- WHAT THE TASK REQUIRES
Write out each line from the data below that includes the word "struct".

- EXTRACTED INFORMATION
* * *

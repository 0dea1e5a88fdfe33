//! Shared pieces of the response grammar.

use crate::parser::lexer::{Lexer, Token};
use crate::types::{Capability, Flag, Flags, ResponseCode, SeqNum, Uid};
use crate::Result;

/// Parses `[CODE args]` at the cursor.
pub fn parse_response_code(lexer: &mut Lexer<'_>) -> Result<ResponseCode> {
    lexer.expect(Token::LBracket)?;
    let name = lexer.read_atom()?.to_ascii_uppercase();

    let code = match name.as_str() {
        "ALERT" => ResponseCode::Alert,
        "READ-ONLY" => ResponseCode::ReadOnly,
        "READ-WRITE" => ResponseCode::ReadWrite,
        "TRYCREATE" => ResponseCode::TryCreate,
        "CAPABILITY" => ResponseCode::Capability(parse_capabilities(lexer)?),
        "PERMANENTFLAGS" => {
            lexer.expect_space()?;
            ResponseCode::PermanentFlags(parse_flag_list(lexer)?)
        }
        "UIDVALIDITY" => {
            lexer.expect_space()?;
            ResponseCode::UidValidity(lexer.read_number()?)
        }
        "UIDNEXT" => {
            lexer.expect_space()?;
            let n = lexer.read_number()?;
            ResponseCode::UidNext(Uid::new(n).ok_or_else(|| lexer.error("UIDNEXT 0"))?)
        }
        "UNSEEN" => {
            lexer.expect_space()?;
            let n = lexer.read_number()?;
            ResponseCode::Unseen(SeqNum::new(n).ok_or_else(|| lexer.error("UNSEEN 0"))?)
        }
        _ => {
            let rest = lexer.remaining();
            let end = rest.iter().position(|&b| b == b']').unwrap_or(rest.len());
            let args = String::from_utf8_lossy(&rest[..end]).trim().to_string();
            lexer.skip(end);
            ResponseCode::Other(name, (!args.is_empty()).then_some(args))
        }
    };

    lexer.expect(Token::RBracket)?;
    Ok(code)
}

/// Parses the space-separated capability atoms following `CAPABILITY`.
pub fn parse_capabilities(lexer: &mut Lexer<'_>) -> Result<Vec<Capability>> {
    let mut caps = Vec::new();
    while lexer.eat(b' ') {
        match lexer.next_token()? {
            Token::Atom(word) => caps.push(Capability::parse(word)),
            Token::Number(n) => caps.push(Capability::Other(n.to_string())),
            token => return Err(lexer.error(&format!("unexpected {token:?} in capabilities"))),
        }
    }
    Ok(caps)
}

/// Parses a parenthesized flag list.
pub fn parse_flag_list(lexer: &mut Lexer<'_>) -> Result<Flags> {
    lexer.expect(Token::LParen)?;
    let mut flags = Flags::new();
    loop {
        match lexer.next_token()? {
            Token::RParen => return Ok(flags),
            Token::Space => {}
            Token::Atom(word) => flags.insert(Flag::parse(word)),
            token => return Err(lexer.error(&format!("unexpected {token:?} in flag list"))),
        }
    }
}

/// Parses the message numbers of a SEARCH response.
pub fn parse_search(lexer: &mut Lexer<'_>) -> Result<Vec<SeqNum>> {
    let mut ids = Vec::new();
    while lexer.eat(b' ') {
        match lexer.next_token()? {
            Token::Number(n) => ids.extend(SeqNum::new(n)),
            // Trailing space before CRLF, seen on some servers.
            Token::Crlf | Token::Eof => break,
            // ESEARCH-style modifiers such as (MODSEQ 123) are not requested.
            token => return Err(lexer.error(&format!("unexpected {token:?} in SEARCH"))),
        }
    }
    Ok(ids)
}
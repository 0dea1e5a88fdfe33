//! Locating the IMAP password.
//!
//! Sources, first match wins:
//! 1. the `MAILSIEVE_PASSWORD` environment variable
//! 2. the output of a configured password command
//! 3. the platform keyring (Secret Service, Keychain, Credential Manager)

use std::process::Command;

use keyring::Entry;
use tracing::debug;

use crate::config::Secret;

/// Service name used for keyring entries.
const SERVICE_NAME: &str = "mailsieve";

/// Environment variable checked before any other source.
pub const PASSWORD_ENV: &str = "MAILSIEVE_PASSWORD";

/// Error type for credential operations.
#[derive(Debug, thiserror::Error)]
pub enum CredentialError {
    /// Failed to access keyring.
    #[error("Keyring error: {0}")]
    Keyring(#[from] keyring::Error),

    /// The password command failed.
    #[error("Password command `{command}` failed: {reason}")]
    Command {
        /// The command as configured.
        command: String,
        /// Exit status or spawn error.
        reason: String,
    },

    /// No source produced a password.
    #[error("No password found for {0}; set MAILSIEVE_PASSWORD, configure password_command or run `mailsieve password set`")]
    Missing(String),
}

/// Result type for credential operations.
pub type CredentialResult<T> = std::result::Result<T, CredentialError>;

fn entry(account: &str) -> CredentialResult<Entry> {
    Ok(Entry::new(SERVICE_NAME, &format!("{SERVICE_NAME}_imap_{account}"))?)
}

/// Stores the IMAP password for `account` in the keyring.
///
/// # Errors
///
/// Returns an error if the keyring operation fails.
pub fn store_password(account: &str, password: &str) -> CredentialResult<()> {
    entry(account)?.set_password(password)?;
    debug!(account, "stored IMAP password in keyring");
    Ok(())
}

/// Reads the IMAP password for `account` from the keyring.
///
/// # Errors
///
/// Returns an error if the keyring operation fails. A missing entry is
/// `Ok(None)`.
pub fn get_password(account: &str) -> CredentialResult<Option<Secret>> {
    match entry(account)?.get_password() {
        Ok(password) => Ok(Some(Secret::new(password))),
        Err(keyring::Error::NoEntry) => {
            debug!(account, "no IMAP password in keyring");
            Ok(None)
        }
        Err(e) => Err(e.into()),
    }
}

/// Removes the keyring entry for `account`. Returns false if there was none.
///
/// # Errors
///
/// Returns an error if the keyring operation fails.
pub fn delete_password(account: &str) -> CredentialResult<bool> {
    match entry(account)?.delete_credential() {
        Ok(()) => Ok(true),
        Err(keyring::Error::NoEntry) => Ok(false),
        Err(e) => Err(e.into()),
    }
}

/// Resolves the password for `account` from the environment, the password
/// command or the keyring, in that order.
///
/// # Errors
///
/// Returns [`CredentialError::Missing`] if no source has a password, or the
/// error of the first source that failed.
pub fn resolve_secret(account: &str, password_command: Option<&str>) -> CredentialResult<Secret> {
    resolve_from(std::env::var(PASSWORD_ENV).ok(), account, password_command, get_password)
}

fn resolve_from(
    env_value: Option<String>,
    account: &str,
    password_command: Option<&str>,
    keyring: impl FnOnce(&str) -> CredentialResult<Option<Secret>>,
) -> CredentialResult<Secret> {
    if let Some(value) = env_value.filter(|v| !v.is_empty()) {
        debug!("using password from {PASSWORD_ENV}");
        return Ok(Secret::new(value));
    }

    if let Some(command) = password_command {
        debug!("using password from password_command");
        return run_password_command(command);
    }

    keyring(account)?.ok_or_else(|| CredentialError::Missing(account.to_string()))
}

/// Runs `command` through the shell and returns its first output line.
fn run_password_command(command: &str) -> CredentialResult<Secret> {
    let failed = |reason: String| CredentialError::Command {
        command: command.to_string(),
        reason,
    };

    let output = shell(command).output().map_err(|e| failed(e.to_string()))?;
    if !output.status.success() {
        return Err(failed(output.status.to_string()));
    }

    let stdout = String::from_utf8(output.stdout).map_err(|e| failed(e.to_string()))?;
    let password = stdout.lines().next().unwrap_or_default().to_string();
    if password.is_empty() {
        return Err(failed("empty output".to_string()));
    }
    Ok(Secret::new(password))
}

#[cfg(not(windows))]
fn shell(command: &str) -> Command {
    let mut cmd = Command::new("sh");
    cmd.arg("-c").arg(command);
    cmd
}

#[cfg(windows)]
fn shell(command: &str) -> Command {
    let mut cmd = Command::new("cmd");
    cmd.arg("/C").arg(command);
    cmd
}
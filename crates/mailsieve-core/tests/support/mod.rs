//! In-memory IMAP server for mailbox client tests.
//!
//! The server answers each command as soon as its line is written, so the
//! client always finds the reply queued when it reads. Reading with nothing
//! queued is end of stream.

#![allow(dead_code, clippy::unwrap_used)]

use std::collections::{BTreeSet, HashMap, VecDeque};
use std::io;
use std::pin::Pin;
use std::sync::{Arc, Mutex};
use std::task::{Context, Poll};

use chrono::NaiveDate;
use mailsieve_core::{Connector, MailboxConfig, Secret};
use tokio::io::{AsyncRead, AsyncWrite, ReadBuf};

pub const ACCOUNT: &str = "me@corp.test";
pub const PASSWORD: &str = "hunter2";

/// Builds an RFC 822 message. `date` is left out when `None`.
pub fn message(from: &str, subject: &str, date: Option<&str>) -> Vec<u8> {
    let mut raw = format!("From: {from}\r\nSubject: {subject}\r\n");
    if let Some(date) = date {
        raw.push_str(&format!("Date: {date}\r\n"));
    }
    raw.push_str("\r\nbody\r\n");
    raw.into_bytes()
}

/// Date header for day `day` of January 2024 at noon UTC, weekday included.
pub fn january(day: u32) -> String {
    NaiveDate::from_ymd_opt(2024, 1, day)
        .unwrap()
        .and_hms_opt(12, 0, 0)
        .unwrap()
        .and_utc()
        .to_rfc2822()
}

pub fn config() -> MailboxConfig {
    MailboxConfig::new("imap.corp.test", ACCOUNT, Secret::new(PASSWORD.to_string()))
        .with_trusted_domains(vec!["corp.test".to_string()])
}

#[derive(Default)]
struct ServerState {
    password: String,
    /// Folder name to messages; `None` entries fail to FETCH.
    folders: HashMap<String, Vec<Option<Vec<u8>>>>,
    selected: Option<String>,
    hangup_at_fetch: Option<usize>,
    fail_expunge: bool,
    refuse_connections: bool,
    connections: usize,
    fetches: usize,
    hung_up: bool,
    log: Vec<String>,
    stored: Vec<u32>,
    deleted: BTreeSet<u32>,
    expunged: usize,
    inbound: Vec<u8>,
    outbound: VecDeque<u8>,
}

impl ServerState {
    fn reply(&mut self, text: &str) {
        self.outbound.extend(text.as_bytes());
    }

    fn handle_line(&mut self, line: &str) {
        let (tag, rest) = line.split_once(' ').unwrap_or((line, ""));
        self.log.push(rest.to_string());
        if self.hung_up {
            return;
        }

        let (name, args) = rest.split_once(' ').unwrap_or((rest, ""));
        match name.to_ascii_uppercase().as_str() {
            "LOGIN" => {
                let password = args.split(' ').nth(1).unwrap_or_default().trim_matches('"');
                if password == self.password {
                    self.reply(&format!("{tag} OK LOGIN completed\r\n"));
                } else {
                    self.reply(&format!("{tag} NO [AUTHENTICATIONFAILED] Invalid credentials\r\n"));
                }
            }
            "SELECT" => {
                let folder = args.trim_matches('"').to_string();
                if let Some(messages) = self.folders.get(&folder) {
                    let exists = messages.len();
                    self.selected = Some(folder);
                    self.deleted.clear();
                    self.reply(&format!(
                        "* {exists} EXISTS\r\n* 0 RECENT\r\n{tag} OK [READ-WRITE] SELECT completed\r\n"
                    ));
                } else {
                    self.selected = None;
                    self.reply(&format!("{tag} NO [NONEXISTENT] no such mailbox\r\n"));
                }
            }
            "SEARCH" => {
                let count = self.messages().len();
                let ids: String = (1..=count).map(|n| format!(" {n}")).collect();
                self.reply(&format!("* SEARCH{ids}\r\n{tag} OK SEARCH completed\r\n"));
            }
            "FETCH" => {
                self.fetches += 1;
                if self.hangup_at_fetch == Some(self.fetches) {
                    self.hung_up = true;
                    return;
                }
                let id: usize = args.split(' ').next().unwrap().parse().unwrap();
                match self.messages().get(id - 1).cloned().flatten() {
                    Some(raw) => {
                        self.reply(&format!("* {id} FETCH (RFC822 {{{}}}\r\n", raw.len()));
                        self.outbound.extend(raw);
                        self.reply(&format!(")\r\n{tag} OK FETCH completed\r\n"));
                    }
                    None => self.reply(&format!("{tag} NO message unavailable\r\n")),
                }
            }
            "STORE" => {
                let id: u32 = args.split(' ').next().unwrap().parse().unwrap();
                self.stored.push(id);
                self.deleted.insert(id);
                self.reply(&format!("{tag} OK STORE completed\r\n"));
            }
            "EXPUNGE" => {
                if self.fail_expunge {
                    self.reply(&format!("{tag} NO EXPUNGE failed\r\n"));
                    return;
                }
                let mut untagged = String::new();
                for id in self.take_deleted() {
                    untagged.push_str(&format!("* {id} EXPUNGE\r\n"));
                }
                self.reply(&format!("{untagged}{tag} OK EXPUNGE completed\r\n"));
            }
            "CLOSE" => {
                if self.selected.is_some() {
                    self.take_deleted();
                    self.selected = None;
                    self.reply(&format!("{tag} OK CLOSE completed\r\n"));
                } else {
                    self.reply(&format!("{tag} BAD no mailbox selected\r\n"));
                }
            }
            "LOGOUT" => {
                self.reply(&format!("* BYE logging out\r\n{tag} OK LOGOUT completed\r\n"));
            }
            _ => self.reply(&format!("{tag} BAD unknown command\r\n")),
        }
    }

    fn messages(&mut self) -> &mut Vec<Option<Vec<u8>>> {
        let folder = self.selected.clone().unwrap();
        self.folders.get_mut(&folder).unwrap()
    }

    /// Removes `\Deleted` messages, highest first so sequence numbers stay valid.
    fn take_deleted(&mut self) -> Vec<u32> {
        let ids: Vec<u32> = std::mem::take(&mut self.deleted).into_iter().rev().collect();
        for id in &ids {
            self.messages().remove(*id as usize - 1);
        }
        self.expunged += ids.len();
        ids
    }
}

/// Handle on the shared server state.
#[derive(Clone)]
pub struct FakeServer {
    state: Arc<Mutex<ServerState>>,
}

impl FakeServer {
    pub fn new() -> Self {
        let state = ServerState {
            password: PASSWORD.to_string(),
            ..ServerState::default()
        };
        Self {
            state: Arc::new(Mutex::new(state)),
        }
    }

    pub fn folder(self, name: &str, messages: Vec<Vec<u8>>) -> Self {
        self.folder_with_gaps(name, messages.into_iter().map(Some).collect())
    }

    /// Like [`folder`](Self::folder), but `None` entries answer FETCH with NO.
    pub fn folder_with_gaps(self, name: &str, messages: Vec<Option<Vec<u8>>>) -> Self {
        self.state.lock().unwrap().folders.insert(name.to_string(), messages);
        self
    }

    /// Drops the connection instead of answering the `n`th FETCH.
    pub fn hangup_at_fetch(self, n: usize) -> Self {
        self.state.lock().unwrap().hangup_at_fetch = Some(n);
        self
    }

    pub fn fail_expunge(self) -> Self {
        self.state.lock().unwrap().fail_expunge = true;
        self
    }

    pub fn refuse_connections(self) -> Self {
        self.state.lock().unwrap().refuse_connections = true;
        self
    }

    pub fn connector(&self) -> FakeConnector {
        FakeConnector {
            state: Arc::clone(&self.state),
        }
    }

    /// Commands received, without tags.
    pub fn log(&self) -> Vec<String> {
        self.state.lock().unwrap().log.clone()
    }

    /// How many received commands start with `name`.
    pub fn count(&self, name: &str) -> usize {
        self.log().iter().filter(|line| line.starts_with(name)).count()
    }

    /// Sequence numbers passed to STORE, in order.
    pub fn stored(&self) -> Vec<u32> {
        self.state.lock().unwrap().stored.clone()
    }

    pub fn expunged(&self) -> usize {
        self.state.lock().unwrap().expunged
    }

    pub fn remaining(&self, folder: &str) -> usize {
        self.state.lock().unwrap().folders[folder].len()
    }

    pub fn connections(&self) -> usize {
        self.state.lock().unwrap().connections
    }
}

pub struct FakeConnector {
    state: Arc<Mutex<ServerState>>,
}

impl Connector for FakeConnector {
    type Stream = FakeStream;

    async fn connect(&self, _host: &str, _port: u16) -> mailsieve_imap::Result<FakeStream> {
        let mut state = self.state.lock().unwrap();
        if state.refuse_connections {
            return Err(io::Error::from(io::ErrorKind::ConnectionRefused).into());
        }
        state.connections += 1;
        state.hung_up = false;
        state.fetches = 0;
        state.inbound.clear();
        state.outbound.clear();
        state.reply("* OK [CAPABILITY IMAP4rev1] fake server ready\r\n");
        drop(state);

        Ok(FakeStream {
            state: Arc::clone(&self.state),
        })
    }
}

pub struct FakeStream {
    state: Arc<Mutex<ServerState>>,
}

impl AsyncRead for FakeStream {
    fn poll_read(
        self: Pin<&mut Self>,
        _cx: &mut Context<'_>,
        buf: &mut ReadBuf<'_>,
    ) -> Poll<io::Result<()>> {
        let mut state = self.state.lock().unwrap();
        if state.hung_up {
            return Poll::Ready(Ok(()));
        }
        let n = buf.remaining().min(state.outbound.len());
        let chunk: Vec<u8> = state.outbound.drain(..n).collect();
        buf.put_slice(&chunk);
        Poll::Ready(Ok(()))
    }
}

impl AsyncWrite for FakeStream {
    fn poll_write(
        self: Pin<&mut Self>,
        _cx: &mut Context<'_>,
        data: &[u8],
    ) -> Poll<io::Result<usize>> {
        let mut state = self.state.lock().unwrap();
        state.inbound.extend_from_slice(data);
        while let Some(pos) = state.inbound.windows(2).position(|w| w == b"\r\n") {
            let line: Vec<u8> = state.inbound.drain(..pos + 2).collect();
            let line = String::from_utf8_lossy(&line[..pos]).into_owned();
            state.handle_line(&line);
        }
        Poll::Ready(Ok(data.len()))
    }

    fn poll_flush(self: Pin<&mut Self>, _cx: &mut Context<'_>) -> Poll<io::Result<()>> {
        Poll::Ready(Ok(()))
    }

    fn poll_shutdown(self: Pin<&mut Self>, _cx: &mut Context<'_>) -> Poll<io::Result<()>> {
        Poll::Ready(Ok(()))
    }
}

* * *

- TASK RESPONSE
struct ServerState {
pub struct FakeServer {
pub struct FakeConnector {
pub struct FakeStream {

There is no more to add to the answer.